◆ What is required:
Will you give every entry again exactly as it stands?

Dataset entries
• • •

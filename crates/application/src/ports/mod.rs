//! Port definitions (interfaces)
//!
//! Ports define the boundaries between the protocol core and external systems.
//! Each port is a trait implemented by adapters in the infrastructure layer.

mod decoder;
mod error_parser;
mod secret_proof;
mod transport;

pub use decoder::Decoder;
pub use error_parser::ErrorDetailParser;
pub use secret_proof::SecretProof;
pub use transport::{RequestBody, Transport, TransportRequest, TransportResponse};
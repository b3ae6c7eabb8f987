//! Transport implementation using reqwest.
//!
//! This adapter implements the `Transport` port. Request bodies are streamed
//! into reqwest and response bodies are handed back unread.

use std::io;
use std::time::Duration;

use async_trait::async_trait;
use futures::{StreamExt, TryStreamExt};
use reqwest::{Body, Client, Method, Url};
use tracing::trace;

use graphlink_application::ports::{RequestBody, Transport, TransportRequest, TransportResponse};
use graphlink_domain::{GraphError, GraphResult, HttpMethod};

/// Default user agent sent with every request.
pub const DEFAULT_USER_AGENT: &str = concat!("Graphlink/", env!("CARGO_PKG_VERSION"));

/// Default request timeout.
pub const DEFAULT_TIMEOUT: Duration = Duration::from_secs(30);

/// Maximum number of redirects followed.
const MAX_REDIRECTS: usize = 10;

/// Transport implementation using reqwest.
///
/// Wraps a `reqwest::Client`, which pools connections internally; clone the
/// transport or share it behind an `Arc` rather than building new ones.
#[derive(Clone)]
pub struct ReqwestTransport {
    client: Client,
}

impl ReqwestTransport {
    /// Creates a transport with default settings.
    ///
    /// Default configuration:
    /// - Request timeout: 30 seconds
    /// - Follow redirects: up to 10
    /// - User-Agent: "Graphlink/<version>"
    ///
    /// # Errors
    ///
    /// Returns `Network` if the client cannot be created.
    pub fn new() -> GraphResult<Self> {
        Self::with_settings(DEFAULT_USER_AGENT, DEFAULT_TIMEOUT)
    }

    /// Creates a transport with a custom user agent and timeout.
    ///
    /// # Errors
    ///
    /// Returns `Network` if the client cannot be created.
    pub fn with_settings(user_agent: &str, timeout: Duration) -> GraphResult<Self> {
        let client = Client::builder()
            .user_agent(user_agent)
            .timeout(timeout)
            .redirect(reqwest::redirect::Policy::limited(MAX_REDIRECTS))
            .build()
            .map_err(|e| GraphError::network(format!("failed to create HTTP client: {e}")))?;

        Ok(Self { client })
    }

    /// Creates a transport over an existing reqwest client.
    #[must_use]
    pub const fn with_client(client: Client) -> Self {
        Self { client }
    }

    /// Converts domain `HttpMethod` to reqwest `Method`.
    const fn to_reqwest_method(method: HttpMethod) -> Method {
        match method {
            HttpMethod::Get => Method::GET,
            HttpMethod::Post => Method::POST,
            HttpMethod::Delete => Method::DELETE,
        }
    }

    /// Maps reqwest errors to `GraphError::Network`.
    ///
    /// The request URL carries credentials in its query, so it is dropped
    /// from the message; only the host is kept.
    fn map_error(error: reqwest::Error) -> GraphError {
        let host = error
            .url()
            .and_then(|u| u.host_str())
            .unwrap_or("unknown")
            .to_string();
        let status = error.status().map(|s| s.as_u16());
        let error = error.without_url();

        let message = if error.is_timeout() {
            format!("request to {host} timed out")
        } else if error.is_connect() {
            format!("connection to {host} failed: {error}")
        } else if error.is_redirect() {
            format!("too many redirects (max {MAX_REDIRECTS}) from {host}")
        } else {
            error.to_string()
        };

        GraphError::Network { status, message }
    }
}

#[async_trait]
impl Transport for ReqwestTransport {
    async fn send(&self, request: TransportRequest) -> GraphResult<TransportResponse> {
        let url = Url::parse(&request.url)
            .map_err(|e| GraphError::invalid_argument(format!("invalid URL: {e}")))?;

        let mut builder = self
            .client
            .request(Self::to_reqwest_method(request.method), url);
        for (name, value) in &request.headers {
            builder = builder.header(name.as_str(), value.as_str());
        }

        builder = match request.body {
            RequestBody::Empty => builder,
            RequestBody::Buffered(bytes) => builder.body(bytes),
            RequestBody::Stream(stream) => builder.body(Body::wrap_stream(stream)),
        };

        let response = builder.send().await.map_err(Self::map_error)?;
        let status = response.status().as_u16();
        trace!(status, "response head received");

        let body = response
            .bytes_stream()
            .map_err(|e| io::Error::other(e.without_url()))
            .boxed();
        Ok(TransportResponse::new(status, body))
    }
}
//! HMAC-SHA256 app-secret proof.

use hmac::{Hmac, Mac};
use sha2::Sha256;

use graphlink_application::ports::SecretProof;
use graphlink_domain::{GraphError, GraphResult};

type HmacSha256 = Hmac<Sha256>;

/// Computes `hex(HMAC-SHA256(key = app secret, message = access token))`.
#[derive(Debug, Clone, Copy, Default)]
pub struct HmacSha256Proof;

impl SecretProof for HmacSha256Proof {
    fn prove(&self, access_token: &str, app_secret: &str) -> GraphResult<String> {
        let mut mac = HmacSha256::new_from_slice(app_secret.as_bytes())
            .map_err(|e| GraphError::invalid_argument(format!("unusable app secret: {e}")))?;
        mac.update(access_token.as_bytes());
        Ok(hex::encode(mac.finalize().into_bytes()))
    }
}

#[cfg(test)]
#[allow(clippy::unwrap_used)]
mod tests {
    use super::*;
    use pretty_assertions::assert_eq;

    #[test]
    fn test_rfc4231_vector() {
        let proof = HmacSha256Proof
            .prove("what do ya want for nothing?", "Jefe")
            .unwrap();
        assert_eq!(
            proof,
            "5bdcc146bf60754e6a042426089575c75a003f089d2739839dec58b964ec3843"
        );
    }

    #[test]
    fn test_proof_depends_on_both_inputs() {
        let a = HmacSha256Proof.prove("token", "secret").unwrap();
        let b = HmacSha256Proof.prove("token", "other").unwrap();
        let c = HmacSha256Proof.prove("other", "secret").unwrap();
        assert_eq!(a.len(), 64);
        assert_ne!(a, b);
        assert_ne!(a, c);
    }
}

• • •

◆ Expected answer:
filename crates/application/src/ports/mod.rs
//! Port definitions (interfaces)
//!
//! Ports define the boundaries between the protocol core and external systems.
//! Each port is a trait implemented by adapters in the infrastructure layer.

mod decoder;
mod error_parser;
mod secret_proof;
mod transport;

pub use decoder::Decoder;
pub use error_parser::ErrorDetailParser;
pub use secret_proof::SecretProof;
pub use transport::{RequestBody, Transport, TransportRequest, TransportResponse};
repository b3ae6c7eabb8f987
//! Transport implementation using reqwest.
//!
//! This adapter implements the `Transport` port. Request bodies are streamed
//! into reqwest and response bodies are handed back unread.

use std::io;
use std::time::Duration;

use async_trait::async_trait;
use futures::{StreamExt, TryStreamExt};
use reqwest::{Body, Client, Method, Url};
use tracing::trace;

use graphlink_application::ports::{RequestBody, Transport, TransportRequest, TransportResponse};
use graphlink_domain::{GraphError, GraphResult, HttpMethod};

/// Default user agent sent with every request.
pub const DEFAULT_USER_AGENT: &str = concat!("Graphlink/", env!("CARGO_PKG_VERSION"));

/// Default request timeout.
pub const DEFAULT_TIMEOUT: Duration = Duration::from_secs(30);

/// Maximum number of redirects followed.
const MAX_REDIRECTS: usize = 10;

/// Transport implementation using reqwest.
///
/// Wraps a `reqwest::Client`, which pools connections internally; clone the
/// transport or share it behind an `Arc` rather than building new ones.
#[derive(Clone)]
pub struct ReqwestTransport {
    client: Client,
}

impl ReqwestTransport {
    /// Creates a transport with default settings.
    ///
    /// Default configuration:
    /// - Request timeout: 30 seconds
    /// - Follow redirects: up to 10
    /// - User-Agent: "Graphlink/<version>"
    ///
    /// # Errors
    ///
    /// Returns `Network` if the client cannot be created.
    pub fn new() -> GraphResult<Self> {
        Self::with_settings(DEFAULT_USER_AGENT, DEFAULT_TIMEOUT)
    }

    /// Creates a transport with a custom user agent and timeout.
    ///
    /// # Errors
    ///
    /// Returns `Network` if the client cannot be created.
    pub fn with_settings(user_agent: &str, timeout: Duration) -> GraphResult<Self> {
        let client = Client::builder()
            .user_agent(user_agent)
            .timeout(timeout)
            .redirect(reqwest::redirect::Policy::limited(MAX_REDIRECTS))
            .build()
            .map_err(|e| GraphError::network(format!("failed to create HTTP client: {e}")))?;

        Ok(Self { client })
    }

    /// Creates a transport over an existing reqwest client.
    #[must_use]
    pub const fn with_client(client: Client) -> Self {
        Self { client }
    }

    /// Converts domain `HttpMethod` to reqwest `Method`.
    const fn to_reqwest_method(method: HttpMethod) -> Method {
        match method {
            HttpMethod::Get => Method::GET,
            HttpMethod::Post => Method::POST,
            HttpMethod::Delete => Method::DELETE,
        }
    }

    /// Maps reqwest errors to `GraphError::Network`.
    ///
    /// The request URL carries credentials in its query, so it is dropped
    /// from the message; only the host is kept.
    fn map_error(error: reqwest::Error) -> GraphError {
        let host = error
            .url()
            .and_then(|u| u.host_str())
            .unwrap_or("unknown")
            .to_string();
        let status = error.status().map(|s| s.as_u16());
        let error = error.without_url();

        let message = if error.is_timeout() {
            format!("request to {host} timed out")
        } else if error.is_connect() {
            format!("connection to {host} failed: {error}")
        } else if error.is_redirect() {
            format!("too many redirects (max {MAX_REDIRECTS}) from {host}")
        } else {
            error.to_string()
        };

        GraphError::Network { status, message }
    }
}

#[async_trait]
impl Transport for ReqwestTransport {
    async fn send(&self, request: TransportRequest) -> GraphResult<TransportResponse> {
        let url = Url::parse(&request.url)
            .map_err(|e| GraphError::invalid_argument(format!("invalid URL: {e}")))?;

        let mut builder = self
            .client
            .request(Self::to_reqwest_method(request.method), url);
        for (name, value) in &request.headers {
            builder = builder.header(name.as_str(), value.as_str());
        }

        builder = match request.body {
            RequestBody::Empty => builder,
            RequestBody::Buffered(bytes) => builder.body(bytes),
            RequestBody::Stream(stream) => builder.body(Body::wrap_stream(stream)),
        };

        let response = builder.send().await.map_err(Self::map_error)?;
        let status = response.status().as_u16();
        trace!(status, "response head received");

        let body = response
            .bytes_stream()
            .map_err(|e| io::Error::other(e.without_url()))
            .boxed();
        Ok(TransportResponse::new(status, body))
    }
}
//! HMAC-SHA256 app-secret proof.

use hmac::{Hmac, Mac};
use sha2::Sha256;

use graphlink_application::ports::SecretProof;
use graphlink_domain::{GraphError, GraphResult};

type HmacSha256 = Hmac<Sha256>;

/// Computes `hex(HMAC-SHA256(key = app secret, message = access token))`.
#[derive(Debug, Clone, Copy, Default)]
pub struct HmacSha256Proof;

impl SecretProof for HmacSha256Proof {
    fn prove(&self, access_token: &str, app_secret: &str) -> GraphResult<String> {
        let mut mac = HmacSha256::new_from_slice(app_secret.as_bytes())
            .map_err(|e| GraphError::invalid_argument(format!("unusable app secret: {e}")))?;
        mac.update(access_token.as_bytes());
        Ok(hex::encode(mac.finalize().into_bytes()))
    }
}

#[cfg(test)]
#[allow(clippy::unwrap_used)]
mod tests {
    use super::*;
    use pretty_assertions::assert_eq;

    #[test]
    fn test_rfc4231_vector() {
        let proof = HmacSha256Proof
            .prove("what do ya want for nothing?", "Jefe")
            .unwrap();
        assert_eq!(
            proof,
            "5bdcc146bf60754e6a042426089575c75a003f089d2739839dec58b964ec3843"
        );
    }

    #[test]
    fn test_proof_depends_on_both_inputs() {
        let a = HmacSha256Proof.prove("token", "secret").unwrap();
        let b = HmacSha256Proof.prove("token", "other").unwrap();
        let c = HmacSha256Proof.prove("other", "secret").unwrap();
        assert_eq!(a.len(), 64);
        assert_ne!(a, b);
        assert_ne!(a, c);
    }
}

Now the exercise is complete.